図5 偏平な海岸礫(左)と打ち上げ貝((1)(2)はハマグリ,(3)(4)アサリ )

4.湖山池が閉じられたのはいつの頃か?
 弥生時代以降,この2.5m面の地域で年代を特定できる化石や人類遺跡は見つかっていない。しかし,この2.5m面から3kmほど西方にある白兎身干山砂丘に弥生時代から江戸時代までの遺物が砂丘砂に埋積されていて(図6,図7,図8),造砂丘作用が激しかった時期と砂丘の休止期のあったことがわかった。弥生時代以降,(1)古墳期の石棺を埋積する飛砂,(2)中世の時代の遺物である宝篋印塔,脇差,笄(こうがい),古銭等を埋積する大規模の飛砂,(3)享保2年の年号の入った墓石を埋積する飛砂を確認することが出来た。中でも中世の遺物を埋積する飛砂は激しく短期間にこれらの遺物を埋積している。この中世の遺物を埋積する激しい飛砂は湖山池北岸の2.5m面でも生じていたと考えてもよさそうである。この白兎身干山砂丘の消長から判断すると,湖山池北岸を通り抜けていた水道は中世末から江戸期にかけて急速に埋め立てられて2.5m面の低飛砂地に変わっていったものと考えられる。 水道が塞がれ,2.5m面が出来上がってくると飛砂が生じるようになり,大寺屋集付近の小砂丘を形成した。一方7m面は縄文の海が後退し,弥生期の海退に伴って陸化してくると激しい飛砂が生じて鳥取商業付近や湖山川沿いに砂丘を形成した。

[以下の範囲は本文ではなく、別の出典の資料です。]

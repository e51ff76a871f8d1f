// SPDX-License-Identifier: BUSL-1.1
// Copyright (c) 2026 Alfred Jean LLC

//! Object store backed by the Cloud Storage JSON API.
//!
//! The lease payload is embedded in the object's `metadata` map under the
//! `lease` key, so a single metadata GET returns payload and generation in
//! one atomic round trip. Conditional writes use the `ifGenerationMatch`
//! parameter; the API reports a failed precondition as HTTP 412.

use std::sync::Arc;
use std::time::Duration;

use async_trait::async_trait;
use leasehold_core::store::{Generation, ObjectStore, StoreError};
use reqwest::{Client, StatusCode, Url};
use thiserror::Error;

use crate::auth::TokenSource;

const DEFAULT_API_URL: &str = "https://www.googleapis.com";
const DEFAULT_TIMEOUT: Duration = Duration::from_secs(10);

/// Fixed multipart/related boundary. Request bodies are JSON and a short
/// marker string, neither of which can collide with it.
const BOUNDARY: &str = "cf58b63b6ce6f37881e9740f24be22d7";

/// Errors raised while constructing a [`GcsStore`].
#[derive(Debug, Error)]
pub enum GcsError {
    /// The configured API endpoint is not a usable base URL.
    #[error("invalid api url: {0}")]
    InvalidApiUrl(String),
    /// No token source was configured for a non-emulator endpoint.
    #[error("a token source is required outside emulator mode")]
    MissingTokenSource,
    /// The HTTP client could not be built.
    #[error("http client construction failed: {0}")]
    ClientConstruction(String),
}

/// Configuration for [`GcsStore`].
pub struct GcsConfig {
    bucket: String,
    api_url: Option<String>,
    client: Option<Client>,
    token: Option<Arc<dyn TokenSource>>,
    timeout: Duration,
}

impl GcsConfig {
    pub fn new(bucket: impl Into<String>) -> Self {
        Self {
            bucket: bucket.into(),
            api_url: None,
            client: None,
            token: None,
            timeout: DEFAULT_TIMEOUT,
        }
    }

    /// Point at an alternate endpoint such as a local emulator.
    ///
    /// Emulator requests are sent anonymously; any configured token source
    /// is ignored.
    pub fn with_api_url(mut self, api_url: impl Into<String>) -> Self {
        self.api_url = Some(api_url.into());
        self
    }

    /// Use an already-built HTTP client instead of constructing one.
    pub fn with_client(mut self, client: Client) -> Self {
        self.client = Some(client);
        self
    }

    pub fn with_token_source(mut self, token: Arc<dyn TokenSource>) -> Self {
        self.token = Some(token);
        self
    }

    /// Total request timeout for the constructed client. Ten seconds by
    /// default.
    pub fn with_timeout(mut self, timeout: Duration) -> Self {
        self.timeout = timeout;
        self
    }
}

/// [`ObjectStore`] implementation over a Cloud Storage bucket.
#[derive(Clone)]
pub struct GcsStore {
    client: Client,
    bucket: String,
    base: Url,
    token: Option<Arc<dyn TokenSource>>,
}

impl std::fmt::Debug for GcsStore {
    fn fmt(&self, f: &mut std::fmt::Formatter<'_>) -> std::fmt::Result {
        f.debug_struct("GcsStore")
            .field("bucket", &self.bucket)
            .field("base", &self.base)
            .field("token", &self.token.as_ref().map(|_| ".."))
            .finish_non_exhaustive()
    }
}

impl GcsStore {
    pub fn new(config: GcsConfig) -> Result<Self, GcsError> {
        let emulator = config.api_url.is_some();
        let api_url = config
            .api_url
            .unwrap_or_else(|| DEFAULT_API_URL.to_string());
        let base = Url::parse(&api_url)
            .map_err(|e| GcsError::InvalidApiUrl(format!("{api_url}: {e}")))?;
        if base.cannot_be_a_base() {
            return Err(GcsError::InvalidApiUrl(api_url));
        }
        let token = if emulator {
            None
        } else {
            Some(config.token.ok_or(GcsError::MissingTokenSource)?)
        };
        let client = match config.client {
            Some(client) => client,
            None => Client::builder()
                .timeout(config.timeout)
                .build()
                .map_err(|e| GcsError::ClientConstruction(e.to_string()))?,
        };
        Ok(Self {
            client,
            bucket: config.bucket,
            base,
            token,
        })
    }

    fn object_url(&self, name: &str) -> Url {
        let mut url = self.base.clone();
        // The base is checked at construction; an opaque URL never gets here.
        if let Ok(mut segments) = url.path_segments_mut() {
            segments
                .pop_if_empty()
                .extend(["storage", "v1", "b", self.bucket.as_str(), "o", name]);
        }
        url
    }

    fn upload_url(&self, fence: &str) -> Url {
        let mut url = self.base.clone();
        if let Ok(mut segments) = url.path_segments_mut() {
            segments
                .pop_if_empty()
                .extend(["upload", "storage", "v1", "b", self.bucket.as_str(), "o"]);
        }
        url.query_pairs_mut()
            .append_pair("uploadType", "multipart")
            .append_pair("ifGenerationMatch", fence);
        url
    }

    async fn authorize(
        &self,
        request: reqwest::RequestBuilder,
    ) -> Result<reqwest::RequestBuilder, StoreError> {
        match &self.token {
            None => Ok(request),
            Some(source) => {
                let token = source
                    .bearer_token()
                    .await
                    .map_err(|e| StoreError::Transient(format!("auth: {e}")))?;
                Ok(request.bearer_auth(token))
            }
        }
    }

    async fn upload(
        &self,
        name: &str,
        payload: &[u8],
        fence: &str,
    ) -> Result<reqwest::Response, StoreError> {
        let body = multipart_body(name, payload)?;
        let request = self
            .client
            .post(self.upload_url(fence))
            .header("Accept", "application/json")
            .header(
                "Content-Type",
                format!("multipart/related; boundary={BOUNDARY}"),
            )
            .body(body);
        let request = self.authorize(request).await?;
        request.send().await.map_err(transport)
    }
}

#[async_trait]
impl ObjectStore for GcsStore {
    async fn create_if_absent(
        &self,
        name: &str,
        payload: &[u8],
    ) -> Result<Generation, StoreError> {
        let response = self.upload(name, payload, "0").await?;
        match response.status() {
            status if status.is_success() => {
                let value = decode_resource(response).await?;
                generation_from(&value)
            }
            StatusCode::PRECONDITION_FAILED => Err(StoreError::AlreadyExists(name.to_string())),
            _ => Err(unexpected_status("create", response).await),
        }
    }

    async fn read(&self, name: &str) -> Result<(Vec<u8>, Generation), StoreError> {
        let request = self
            .client
            .get(self.object_url(name))
            .header("Accept", "application/json");
        let request = self.authorize(request).await?;
        let response = request.send().await.map_err(transport)?;
        match response.status() {
            status if status.is_success() => {
                let value = decode_resource(response).await?;
                let generation = generation_from(&value)?;
                Ok((lease_bytes(&value), generation))
            }
            StatusCode::NOT_FOUND => Err(StoreError::NotFound(name.to_string())),
            _ => Err(unexpected_status("read", response).await),
        }
    }

    async fn replace_if_generation(
        &self,
        name: &str,
        payload: &[u8],
        generation: &Generation,
    ) -> Result<Generation, StoreError> {
        let response = self.upload(name, payload, &generation.0).await?;
        match response.status() {
            status if status.is_success() => {
                let value = decode_resource(response).await?;
                generation_from(&value)
            }
            // A vanished object also surfaces as a failed precondition here;
            // the API does not distinguish the two for fenced uploads.
            StatusCode::PRECONDITION_FAILED => {
                Err(StoreError::PreconditionFailed(name.to_string()))
            }
            StatusCode::NOT_FOUND => Err(StoreError::NotFound(name.to_string())),
            _ => Err(unexpected_status("replace", response).await),
        }
    }

    async fn delete_if_generation(
        &self,
        name: &str,
        generation: &Generation,
    ) -> Result<(), StoreError> {
        let mut url = self.object_url(name);
        url.query_pairs_mut()
            .append_pair("ifGenerationMatch", &generation.0);
        let request = self.client.delete(url);
        let request = self.authorize(request).await?;
        let response = request.send().await.map_err(transport)?;
        match response.status() {
            status if status.is_success() => Ok(()),
            StatusCode::PRECONDITION_FAILED => {
                Err(StoreError::PreconditionFailed(name.to_string()))
            }
            StatusCode::NOT_FOUND => Err(StoreError::NotFound(name.to_string())),
            _ => Err(unexpected_status("delete", response).await),
        }
    }
}

/// Build the multipart/related body for an object insert. The first part
/// carries the object resource with the lease payload embedded under
/// `metadata.lease`; the second is a fixed marker for the object content.
fn multipart_body(name: &str, payload: &[u8]) -> Result<Vec<u8>, StoreError> {
    let lease = std::str::from_utf8(payload)
        .map_err(|e| StoreError::Transient(format!("payload is not utf-8: {e}")))?;
    let resource = serde_json::json!({
        "name": name,
        "metadata": { "lease": lease },
    });
    let body = [
        format!("--{BOUNDARY}"),
        "Content-Type: application/json; charset=UTF-8".to_string(),
        String::new(),
        resource.to_string(),
        format!("--{BOUNDARY}"),
        "Content-Type: text/plain".to_string(),
        String::new(),
        "lock".to_string(),
        String::new(),
        format!("--{BOUNDARY}--"),
        String::new(),
    ]
    .join("\r\n");
    Ok(body.into_bytes())
}

async fn decode_resource(response: reqwest::Response) -> Result<serde_json::Value, StoreError> {
    response.json().await.map_err(transport)
}

/// Pull the generation token out of an object resource. Emulators have been
/// seen returning it as a bare number rather than the documented string.
fn generation_from(value: &serde_json::Value) -> Result<Generation, StoreError> {
    let raw = value
        .get("generation")
        .ok_or_else(|| StoreError::Transient("response missing generation".to_string()))?;
    let token = match raw {
        serde_json::Value::String(s) => s.clone(),
        serde_json::Value::Number(n) => n.to_string(),
        _ => {
            return Err(StoreError::Transient(format!(
                "unexpected generation value: {raw}"
            )))
        }
    };
    Ok(Generation(token))
}

/// Extract the embedded lease payload. A missing metadata entry yields empty
/// bytes, which the lock engine then rejects as malformed.
fn lease_bytes(value: &serde_json::Value) -> Vec<u8> {
    value
        .get("metadata")
        .and_then(|m| m.get("lease"))
        .and_then(|l| l.as_str())
        .map(|s| s.as_bytes().to_vec())
        .unwrap_or_default()
}

fn transport(e: reqwest::Error) -> StoreError {
    StoreError::Transient(e.to_string())
}

async fn unexpected_status(op: &str, response: reqwest::Response) -> StoreError {
    let status = response.status();
    let body = response.text().await.unwrap_or_default();
    StoreError::Transient(format!(
        "{op}: unexpected status {status}: {}",
        snippet(&body)
    ))
}

fn snippet(body: &str) -> String {
    let mut snippet: String = body.chars().take(256).collect();
    if snippet.len() < body.len() {
        snippet.push_str("...");
    }
    snippet
}

#[cfg(test)]
#[path = "store_tests.rs"]
mod tests;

鳥取商業付近の砂丘は湖山砂丘の中でも最も高い砂丘になっているが,古砂丘を土台にしてその上に新砂丘が堆積していることと,縄文海進の終了と共に始まった飛砂が長期間にわたったためである。このような経過を経て湖山砂丘が完成するとともに,湖山池も完成して現在に至っている。


図6 白兎身干山砂丘の層序と出土遺物
図7 弥生期から中世までの湖山池 図8 中世末から近世初期の湖山池

参考文献

赤木三郎(1991) 砂丘の秘密.青木書店
赤木三郎(1972) 鳥取平野の形成過程.地質学論集7,125-135.
星見清晴(2009) 湖山池—その生い立ち—. 鳥取地学会誌,第13号,23-36.
逸処米質(1858) 無駄安留記 下巻
片岡記録(1937) 湖山村誌 湖山村郷土研究叢書第一輯
鳥取県埋蔵文化財センター(1981) 布勢遺跡発掘調査報告書.鳥取県教育文化財団
豊島吉則(1975) 山陰の海岸砂丘.第四紀研究,14(4),221-230.